LEMUR _ Eric: Questa è solo una parte della storia. Noi non stiamo necessariamente cercando un superamento dei limiti umani intesi come estensione delle loro capacità. Gli umani sono capaci di fare alcune cose, i robots altre. Creando strumenti musicali robotici noi mettiamo nelle mani di compositori e musicisti umani nuovi mezzi, offrendo loro l’opportunità di creare musica seguendo strade nuove.
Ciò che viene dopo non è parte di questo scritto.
//! Summarization client: turns a message list into one prompt and asks a
//! chat-completion endpoint (OpenRouter by default) for a summary.

use std::time::Duration;

use reqwest::StatusCode;
use serde::{Deserialize, Serialize};
use tokio::time::sleep;
use tracing::{debug, info, warn};

use crate::config::SummarizerConfig;
use crate::error::{RecapError, RecapResult};
use crate::message::Message;
use crate::progress::ProgressSink;

pub const DEFAULT_ENDPOINT: &str = "https://openrouter.ai/api/v1/chat/completions";
pub const DEFAULT_MODEL: &str = "anthropic/claude-2";

const PROMPT_PREAMBLE: &str = "Please summarize the following Discord chat messages in a blog post style with paragraphs and bullet points where appropriate. Focus on the key discussions, decisions, and new information shared. Organize the content logically and highlight important points:";

/// Token and cost accounting reported by the endpoint.
#[derive(Debug, Clone, Default, PartialEq, Serialize, Deserialize)]
pub struct Usage {
    pub prompt_tokens: u64,
    pub completion_tokens: u64,
    pub total_tokens: u64,
    pub cost_usd: f64,
    /// Model that actually served the request, when reported.
    pub model: Option<String>,
}

#[derive(Debug, Clone, PartialEq, Serialize, Deserialize)]
pub struct Summary {
    pub summary: String,
    pub usage: Usage,
}

/// One `username: text` line per message that has both; others are skipped.
pub fn format_transcript(messages: &[Message]) -> String {
    messages
        .iter()
        .filter_map(Message::speaker_and_text)
        .map(|(username, text)| format!("{}: {}", username, text.trim()))
        .collect::<Vec<_>>()
        .join("\n")
}

pub fn build_prompt(transcript: &str) -> String {
    format!("{}\n\n{}", PROMPT_PREAMBLE, transcript)
}

#[derive(Serialize)]
struct CompletionRequest<'a> {
    model: &'a str,
    messages: [ChatMessage<'a>; 1],
}

#[derive(Serialize)]
struct ChatMessage<'a> {
    role: &'a str,
    content: &'a str,
}

#[derive(Deserialize)]
struct CompletionResponse {
    #[serde(default)]
    choices: Vec<Choice>,
    #[serde(default)]
    usage: Option<serde_json::Value>,
    #[serde(default)]
    model: Option<String>,
}

#[derive(Deserialize)]
struct Choice {
    #[serde(default)]
    message: Option<ChoiceMessage>,
}

#[derive(Deserialize)]
struct ChoiceMessage {
    #[serde(default)]
    content: Option<String>,
}

pub struct SummaryClient {
    http: reqwest::Client,
    endpoint: String,
    model: String,
    max_retries: u32,
    base_delay: Duration,
    referer: Option<String>,
    title: String,
}

impl SummaryClient {
    pub fn new(config: &SummarizerConfig) -> RecapResult<Self> {
        let http = reqwest::Client::builder()
            .timeout(Duration::from_secs(config.request_timeout_secs))
            .build()?;
        Ok(Self::with_client(http, config))
    }

    pub fn with_client(http: reqwest::Client, config: &SummarizerConfig) -> Self {
        Self {
            http,
            endpoint: config.endpoint.clone(),
            model: config.model.clone(),
            max_retries: config.max_retries,
            base_delay: Duration::from_millis(config.retry_base_delay_ms),
            referer: config.referer.clone(),
            title: config.title.clone(),
        }
    }

    /// Summarize `messages` (expected oldest first).
    ///
    /// Fails fast with `EmptyInput` / `MissingToken` before any request.
    pub async fn summarize(
        &self,
        messages: &[Message],
        token: &str,
        progress: &dyn ProgressSink,
    ) -> RecapResult<Summary> {
        if messages.is_empty() {
            return Err(RecapError::EmptyInput);
        }
        if token.trim().is_empty() {
            return Err(RecapError::MissingToken);
        }

        progress.report(&format!(
            "Preparing {} messages for summarization...",
            messages.len()
        ));
        let prompt = build_prompt(&format_transcript(messages));

        progress.report("Requesting summary from AI model...");
        let summary = self.submit(&prompt, token).await?;

        progress.report("Processing AI response...");
        info!(
            "Summary received: {} prompt + {} completion tokens",
            summary.usage.prompt_tokens, summary.usage.completion_tokens
        );
        Ok(summary)
    }

    /// Send `prompt` as a single user message and return the completion.
    pub async fn submit(&self, prompt: &str, token: &str) -> RecapResult<Summary> {
        let body = self.send_with_retry(prompt, token).await?;
        parse_completion(&body)
    }

    async fn send_with_retry(&self, prompt: &str, token: &str) -> RecapResult<String> {
        let request = CompletionRequest {
            model: &self.model,
            messages: [ChatMessage {
                role: "user",
                content: prompt,
            }],
        };

        let mut attempt: u32 = 0;
        loop {
            match self.send_once(&request, token).await {
                Ok(body) => return Ok(body),
                Err(e) if is_retryable(&e) && attempt < self.max_retries => {
                    attempt += 1;
                    let delay = self.base_delay * attempt;
                    warn!(
                        "Completion attempt {} failed ({}), retrying in {:?}",
                        attempt, e, delay
                    );
                    sleep(delay).await;
                }
                Err(e) => return Err(e),
            }
        }
    }

    async fn send_once(&self, request: &CompletionRequest<'_>, token: &str) -> RecapResult<String> {
        let mut builder = self
            .http
            .post(&self.endpoint)
            .bearer_auth(token)
            .header("X-Title", &self.title)
            .json(request);
        if let Some(referer) = &self.referer {
            builder = builder.header("HTTP-Referer", referer);
        }

        let response = builder.send().await?;
        let status = response.status();
        let body = response.text().await?;
        debug!("POST {} -> {} ({} bytes)", self.endpoint, status, body.len());

        if status.is_success() {
            return Ok(body);
        }
        Err(completion_error(status, &body))
    }
}

/// 429 and transport failures are worth another try; everything else is final.
fn is_retryable(error: &RecapError) -> bool {
    matches!(
        error,
        RecapError::Http { status: 429, .. } | RecapError::Network(_)
    )
}

fn completion_error(status: StatusCode, body: &str) -> RecapError {
    let message = serde_json::from_str::<serde_json::Value>(body)
        .ok()
        .and_then(|v| v["error"]["message"].as_str().map(str::to_string))
        .filter(|m| !m.is_empty())
        .unwrap_or_else(|| format!("HTTP error! status: {}", status.as_u16()));
    RecapError::Http {
        status: status.as_u16(),
        message,
    }
}

fn parse_completion(body: &str) -> RecapResult<Summary> {
    let response: CompletionResponse =
        serde_json::from_str(body).map_err(|_| RecapError::MalformedResponse)?;

    let summary = response
        .choices
        .into_iter()
        .next()
        .and_then(|c| c.message)
        .and_then(|m| m.content)
        .filter(|c| !c.is_empty())
        .ok_or(RecapError::MalformedResponse)?;

    let usage = response.usage.unwrap_or_default();
    let count = |key: &str| usage[key].as_u64().unwrap_or(0);

    Ok(Summary {
        summary,
        usage: Usage {
            prompt_tokens: count("prompt_tokens"),
            completion_tokens: count("completion_tokens"),
            total_tokens: count("total_tokens"),
            cost_usd: usage["cost"].as_f64().unwrap_or(0.0),
            model: response.model,
        },
    })
}

#[cfg(test)]
mod tests {
    use super::*;
    use crate::message::Author;
    use crate::progress::NoProgress;
    use crate::testing::message;

    #[test]
    fn test_transcript_skips_incomplete_messages() {
        let mut no_author = message(2, 2);
        no_author.author = None;
        let mut no_content = message(3, 3);
        no_content.content = None;
        let mut padded = message(4, 4);
        padded.author = Some(Author {
            username: "carol".to_string(),
        });
        padded.content = Some("  spaced out \n".to_string());

        let transcript = format_transcript(&[message(1, 1), no_author, no_content, padded]);
        assert_eq!(transcript, "user1: message 1\ncarol: spaced out");
    }

    #[test]
    fn test_prompt_wraps_transcript() {
        let prompt = build_prompt("alice: hi");
        assert!(prompt.starts_with("Please summarize the following Discord chat messages"));
        assert!(prompt.ends_with("\n\nalice: hi"));
    }

    #[test]
    fn test_parse_completion_with_usage() {
        let body = r#"{
            "model": "anthropic/claude-2",
            "choices": [{"message": {"role": "assistant", "content": "A summary."}}],
            "usage": {"prompt_tokens": 120, "completion_tokens": 30, "total_tokens": 150, "cost": 0.0042}
        }"#;
        let summary = parse_completion(body).unwrap();
        assert_eq!(summary.summary, "A summary.");
        assert_eq!(summary.usage.total_tokens, 150);
        assert!((summary.usage.cost_usd - 0.0042).abs() < f64::EPSILON);
        assert_eq!(summary.usage.model.as_deref(), Some("anthropic/claude-2"));
    }

    #[test]
    fn test_parse_completion_defaults_missing_usage() {
        let body = r#"{"choices": [{"message": {"content": "ok"}}], "usage": {"total_tokens": 9}}"#;
        let summary = parse_completion(body).unwrap();
        assert_eq!(summary.usage.prompt_tokens, 0);
        assert_eq!(summary.usage.completion_tokens, 0);
        assert_eq!(summary.usage.total_tokens, 9);
        assert_eq!(summary.usage.cost_usd, 0.0);
        assert_eq!(summary.usage.model, None);
    }

    #[test]
    fn test_parse_completion_missing_content_is_malformed() {
        for body in [
            r#"{"choices": []}"#,
            r#"{"choices": [{"message": {}}]}"#,
            r#"{"choices": [{"message": {"content": ""}}]}"#,
            r#"{"id": "gen-1"}"#,
            "not json",
        ] {
            assert!(
                matches!(parse_completion(body), Err(RecapError::MalformedResponse)),
                "body {:?} should be malformed",
                body
            );
        }
    }

    #[test]
    fn test_completion_error_message() {
        let err = completion_error(
            StatusCode::UNAUTHORIZED,
            r#"{"error": {"message": "No auth credentials found", "code": 401}}"#,
        );
        assert!(
            matches!(err, RecapError::Http { status: 401, ref message } if message == "No auth credentials found")
        );

        let err = completion_error(StatusCode::INTERNAL_SERVER_ERROR, "");
        assert!(
            matches!(err, RecapError::Http { status: 500, ref message } if message == "HTTP error! status: 500")
        );
    }

    #[tokio::test]
    async fn test_preconditions_fail_before_any_request() {
        let config = SummarizerConfig {
            // Nothing listens here; reaching the network would fail differently.
            endpoint: "http://127.0.0.1:9/never".to_string(),
            ..SummarizerConfig::default()
        };
        let client = SummaryClient::new(&config).unwrap();

        let err = client.summarize(&[], "token", &NoProgress).await.unwrap_err();
        assert!(matches!(err, RecapError::EmptyInput));

        let err = client
            .summarize(&[message(1, 1)], "  ", &NoProgress)
            .await
            .unwrap_err();
        assert!(matches!(err, RecapError::MissingToken));
    }
}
LEMUR _ Jeff: Questa è un argomento molto importante. Io sono un musicista e faccio musica anche con strumenti non robotici e non elettronici. I strumenti musicali hanno sempre rappresentato una tecnologia al perfetto servizio dell’arte. Mentre ogni strumento potrebbe avere limitazioni intrinseche, io non trovo che queste limitazioni inibiscano la libertà creativa in modo negativo; anzi potrebbero fare l’opposto. Potremmo considerare proprio le particolari difficoltà nella relazione tra musicista e strumento, quel qualcosa in grado di portare fuori qualità espressive altrimenti non utilizzate. Così nel fare robots con proprietà musicali e sonore, per lo meno nel caso del mio lavoro, io non sto cercando di fare strumenti migliori in termini performativi – velocità, maggior ampiezza del suono, etc. Infatti nel fare Forestbots ho avuto modo di incontrare i limiti della macchine ancora più da vicino. Sebbene la parte di lavoro di meccanica sia moderatamente semplice, il movimento delle parti flessibili è decisamente non deterministico; ci sono sottili movimenti che io posso solo controllare manualmente, cioè comportamenti che non possono essere programmati.

Ma certamente, ci sono cose che una macchina può fare che sono difficili da realizzare in qualsiasi altro modo. Una macchina può funzionare in una galleria o in un’installazione per un periodo di tempo molto esteso. E io posso accendere ForestBots e camminare tra gli steli, circondato dal suono prodotto dai loro movimenti nell’aria. Posso diventare insomma spettatore della mia stessa musica.